12 May - 26 August 2007
work in collection

Poetic and mysterious, but also astute and humorous: the body of work produced by René Daniëls (Eindhoven 1950) from 1977 to 1987 remains as intriguing as it was at that time. Now, almost ten years since the last large retrospective of his work was held, De Pont is organizing a summer presentation of his drawings, along with about twenty paintings. The majority of the roughly 120 works on paper, many of which have not been exhibited before, are being lent by the René Daniëls Foundation. This foundation is responsible for hundreds of drawings and approximately ninety paintings that were present in Daniëls’s studio when he suffered a stroke at the end of 1987.

The exhibition has been compiled by Jaap Bremer, former deputy director of the Kröller-Müller Museum in Otterlo, in close collaboration with Marleen Gijsen and the René Daniëls Foundation.

Drawing was a natural part of Daniëls’s artistry from the start. His first exhibition, shared with Hans Biezen at the Stadt-Sparkasse in Düsseldorf in 1977, consisted mostly of drawings. Among the works now being shown at De Pont are a few of those early drawings with enormous dimensions of at least 150 by 190 centimeters. They have been drawn with lines, bars, ovals and blocks that seem to float on the white surface of the image. In those rhythmic structures, motifs that appear in paintings from these years can also be discerned: gramophone records, books and skateboards.
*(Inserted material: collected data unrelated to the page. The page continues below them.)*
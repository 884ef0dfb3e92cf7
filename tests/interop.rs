extern crate assimp_interop;

use assimp_interop::*;
use std::mem;

#[test]
fn compiled_sizes_match_native_layout() {
    assert_eq!(mem::size_of::<Vector2D>(), Vector2D::NATIVE_SIZE);
    assert_eq!(mem::size_of::<Vector3D>(), Vector3D::NATIVE_SIZE);
    assert_eq!(mem::size_of::<Color3D>(), Color3D::NATIVE_SIZE);
    assert_eq!(mem::size_of::<Color4D>(), Color4D::NATIVE_SIZE);
    assert_eq!(mem::size_of::<Quaternion>(), Quaternion::NATIVE_SIZE);
    assert_eq!(mem::size_of::<Matrix3x3>(), Matrix3x3::NATIVE_SIZE);
    assert_eq!(mem::size_of::<Matrix4x4>(), Matrix4x4::NATIVE_SIZE);
    assert_eq!(mem::size_of::<Texel>(), Texel::NATIVE_SIZE);
}

#[test]
fn view_over_buffer() {
    // a heap allocation standing in for an importer-owned vertex buffer
    let buf = vec![
        Vector3D::new(1.0, 2.0, 3.0),
        Vector3D::new(4.0, 5.0, 6.0),
        Vector3D::new(7.0, 8.0, 9.0),
    ];
    let view = unsafe { buffer_view(buf.as_ptr(), buf.len(), Vector3D::NATIVE_SIZE) }.unwrap();
    assert_eq!(view.len(), 3);
    assert_eq!(view[1], Vector3D::new(4.0, 5.0, 6.0));
    assert_eq!(view[2].get(2), 9.0);
}

#[test]
fn element_size_mismatch_fails_before_any_read() {
    // dangling, never-dereferenced pointer: the size check must reject the
    // view without touching memory
    let dangling = mem::align_of::<Vector3D>() as *const Vector3D;
    let err = unsafe { buffer_view(dangling, 1024, 16) }.unwrap_err();
    assert_eq!(
        err,
        ElementSizeMismatch {
            native_size: 16,
            compiled_size: 12,
        }
    );
}

#[test]
fn null_or_empty_buffer_views_as_empty_slice() {
    use std::ptr;
    let view =
        unsafe { buffer_view::<Vector2D>(ptr::null(), 0, Vector2D::NATIVE_SIZE) }.unwrap();
    assert!(view.is_empty());

    let view =
        unsafe { buffer_view::<Vector2D>(ptr::null(), 16, Vector2D::NATIVE_SIZE) }.unwrap();
    assert!(view.is_empty());
}

#[test]
fn writes_through_view_land_in_the_buffer() {
    let mut buf = vec![Texel::new(0, 0, 0, 0); 4];
    {
        let view =
            unsafe { buffer_view_mut(buf.as_mut_ptr(), buf.len(), Texel::NATIVE_SIZE) }.unwrap();
        view[2] = Texel::new(1, 2, 3, 4);
    }
    // not buffered or deferred: the underlying storage changed
    assert_eq!(buf[2], Texel::new(1, 2, 3, 4));
    assert_eq!(buf[3], Texel::new(0, 0, 0, 0));
}

#[test]
fn texture_exposes_its_texels() {
    let mut pixels = vec![
        Texel::new(0, 0, 255, 255),
        Texel::new(0, 255, 0, 255),
        Texel::new(255, 0, 0, 255),
        Texel::new(0, 0, 0, 0),
    ];
    let mut tex = Texture {
        width: 2,
        height: 2,
        format_hint: [0; 4],
        data: pixels.as_mut_ptr(),
    };
    assert!(!tex.is_compressed());

    {
        let texels = tex.texels().unwrap();
        assert_eq!(texels.len(), 4);
        assert_eq!(Color4D::from(texels[0]), Color4D::new(1.0, 0.0, 0.0, 1.0));
    }

    {
        let texels = tex.texels_mut().unwrap();
        texels[3] = Texel::new(9, 9, 9, 9);
    }
    assert_eq!(pixels[3], Texel::new(9, 9, 9, 9));
}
To an even greater extent than with the isolated drawings, one sees the importance that Daniëls attached to this medium in the dozens of developed sketches produced by him as ideas for paintings, as variations on existing compositions and particularly as visual reflections of his musings and mental leaps. In one of his notes, he writes, ‘I always found fruitful ideas more interesting than the complete development of those ideas.’ Thus the drawings contain a wealth of ideas and motifs that are continually given new consideration, and sometimes these have found their way into the painting.

At times the works on paper shed surprising light on those known motifs. A drawing of a three-part church window, behind which two mitered clergymen can be seen with a nun above them, might be one of the musings that led to the painting Twee I’s strijdend om 1 punt (Two I’s Fighting over 1 Dot) (1985). Behind the simple-looking composition of two bars and a circle lies an ambiguous play between abstraction and figuration, spatiality and two-dimensionality, between the title and the image. A large group of drawings can be related to Daniëls’s best known series of paintings that bears the title Mooie tentoonstellingen (Nice Exhibitions). One of these is the pencil drawing Een zaal boven de Pacific (A Room above the Pacific; 1984), in which Daniëls has shown himself wearing a bow tie, which can also be interpreted as an exhibition space. The motif recurs in all sorts of forms: sometimes as a tersely rendered setting for paintings, sometimes as an actual space complete with pot belly stove and sometimes even as a form that remains elusive, suddenly transforming into a bow tie, a butterfly, a spool of thread, diabolo, fish or hat.